20. Schocktober: „Lollipop Chainsaw“ (2012)

Empfehlung Werbematerial (Ausschnitt) Grasshoper Manufacture Werbematerial (Ausschnitt)

Ist das knallbunte Lollipop Chainsaw gedankenloses Gemetzel? Das wohl nicht, aber schon Knallbunter-Zombieschlacht-Irrsinn von Suda51 und James Gunn.

Rezension

LC 5Knallbunter-Zombieschlacht-Irrsinn, das beschreibt Lollipop Chainsaw in wenigen Worten. Vom US-Regisseur James Gunn geschrieben, dem Japaner Ikeda Tomo inszeniert und produziert von Gamedesigner Suda51 (Goichi Suda), ist 2012 mit Lollipop Chainsaw ein sehr interessantes, bemerkenswertes und allem voran absurd-lustiges Videospiel veröffentlicht worden.

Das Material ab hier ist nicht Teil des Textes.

//! Window and event loop.
//!
//! [`App`] is the winit [`ApplicationHandler`]: it creates the window once the
//! platform resumes, sets up the GPU context, scene and renderer on a tokio
//! runtime, and drives one frame per `RedrawRequested`:
//!
//! 1. apply held keys and mouse drag to the player for the elapsed time
//! 2. build the frame from the scene
//! 3. render it to the surface and present
//! 4. request the next redraw

use std::sync::Arc;

use anyhow::Context as _;
use instant::Instant;
use winit::{
    application::ApplicationHandler,
    dpi::PhysicalSize,
    event::{DeviceEvent, DeviceId, ElementState, KeyEvent, WindowEvent},
    event_loop::{ActiveEventLoop, EventLoop},
    keyboard::{KeyCode, PhysicalKey},
    window::{Window, WindowId},
};

use crate::{
    config::Config,
    context::Context,
    player::PlayerController,
    renderer::Renderer,
    scene::SceneManager,
};

/// Everything that only exists once the window does.
#[derive(Debug)]
struct AppState {
    ctx: Context,
    scene: SceneManager,
    renderer: Renderer,
    controller: PlayerController,
}

impl AppState {
    async fn new(window: Arc<Window>, config: &Config) -> anyhow::Result<Self> {
        let size = window.inner_size();
        let mut ctx = Context::new(window).await?;
        ctx.resize(size.width, size.height);

        let mut scene = SceneManager::new(config).context("invalid scene configuration")?;
        scene.resize(ctx.config.width, ctx.config.height);
        let renderer = Renderer::new(
            &ctx.device,
            &ctx.queue,
            ctx.config.format,
            &config.assets,
            &mut scene,
        )
        .await?;
        let controller = PlayerController::new(&config.controls);

        Ok(Self {
            ctx,
            scene,
            renderer,
            controller,
        })
    }

    fn resize(&mut self, width: u32, height: u32) {
        if self.ctx.resize(width, height) {
            self.scene.resize(width, height);
        }
    }

    fn render(&mut self) -> anyhow::Result<()> {
        self.ctx.window.request_redraw();

        if !self.ctx.is_surface_configured() {
            return Ok(());
        }

        let frame = self.scene.build_frame();
        let output = match self.ctx.surface.get_current_texture() {
            Ok(output) => output,
            // Reconfigure the surface if it's lost or outdated
            Err(wgpu::SurfaceError::Lost | wgpu::SurfaceError::Outdated) => {
                let size = self.ctx.window.inner_size();
                self.resize(size.width, size.height);
                return Ok(());
            }
            Err(e) => return Err(e).context("could not acquire the next surface texture"),
        };
        let view = output
            .texture
            .create_view(&wgpu::TextureViewDescriptor::default());

        self.renderer.render(
            &self.ctx.device,
            &self.ctx.queue,
            &frame,
            &view,
            &self.ctx.depth_texture.view,
        )?;
        output.present();
        Ok(())
    }
}

pub struct App {
    async_runtime: tokio::runtime::Runtime,
    config: Config,
    state: Option<AppState>,
    last_time: Instant,
}

impl App {
    pub fn new(config: Config) -> anyhow::Result<Self> {
        Ok(Self {
            async_runtime: tokio::runtime::Runtime::new()?,
            config,
            state: None,
            last_time: Instant::now(),
        })
    }
}

impl ApplicationHandler for App {
    fn resumed(&mut self, event_loop: &ActiveEventLoop) {
        if self.state.is_some() {
            return;
        }

        let window_attributes = Window::default_attributes()
            .with_title(self.config.window.title.clone())
            .with_inner_size(PhysicalSize::new(
                self.config.window.width,
                self.config.window.height,
            ));
        let window = match event_loop.create_window(window_attributes) {
            Ok(window) => Arc::new(window),
            Err(e) => {
                log::error!("Could not create the window: {e}");
                event_loop.exit();
                return;
            }
        };

        match self
            .async_runtime
            .block_on(AppState::new(window, &self.config))
        {
            Ok(state) => {
                state.ctx.window.request_redraw();
                self.state = Some(state);
                self.last_time = Instant::now();
            }
            Err(e) => {
                log::error!("Initialisation failed: {e:#}");
                event_loop.exit();
            }
        }
    }

    fn device_event(
        &mut self,
        _event_loop: &ActiveEventLoop,
        _device_id: DeviceId,
        event: DeviceEvent,
    ) {
        let Some(state) = &mut self.state else {
            return;
        };
        if let DeviceEvent::MouseMotion { delta: (dx, _) } = event {
            state.controller.handle_mouse(dx);
        }
    }

    fn window_event(
        &mut self,
        event_loop: &ActiveEventLoop,
        _window_id: WindowId,
        event: WindowEvent,
    ) {
        let Some(state) = &mut self.state else {
            return;
        };

        if state.controller.handle_window_events(&event) {
            return;
        }

        match event {
            WindowEvent::CloseRequested
            | WindowEvent::KeyboardInput {
                event:
                    KeyEvent {
                        physical_key: PhysicalKey::Code(KeyCode::Escape),
                        state: ElementState::Pressed,
                        ..
                    },
                ..
            } => event_loop.exit(),
            WindowEvent::Resized(size) => state.resize(size.width, size.height),
            WindowEvent::RedrawRequested => {
                let dt = self.last_time.elapsed();
                self.last_time = Instant::now();

                state.controller.update(&mut state.scene, dt);
                if let Err(e) = state.render() {
                    log::error!("Unable to render: {e:#}");
                }
            }
            _ => {}
        }
    }
}

/// Open the window and run until it is closed.
pub fn run(config: Config) -> anyhow::Result<()> {
    if let Err(e) = env_logger::try_init() {
        println!("Warning: Could not initialize logger: {}", e);
    };

    let event_loop = EventLoop::new()?;
    let mut app = App::new(config)?;
    event_loop.run_app(&mut app)?;
    Ok(())
}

Dieses bedient sich diverser Horrorklischees und mixt sie mit einem optisch einzigartigen Stil. Die Geschichte beginnt am 18. Geburtstag von Cheerleader Juliet Starling (Tara Strong). Weil sie sich zunächst dem Spielenden vorstellt, macht Juliet sich an diesem Tag zu spät auf den Weg zur Schule. Das empfindet sie als deutlich schlimmer als den Umstand, dass Zombiehorden auf den Straßen wandeln. Schließlich will sie ihren über alles geliebten Freund Nick (Michael Rosenbaum) nicht warten lassen.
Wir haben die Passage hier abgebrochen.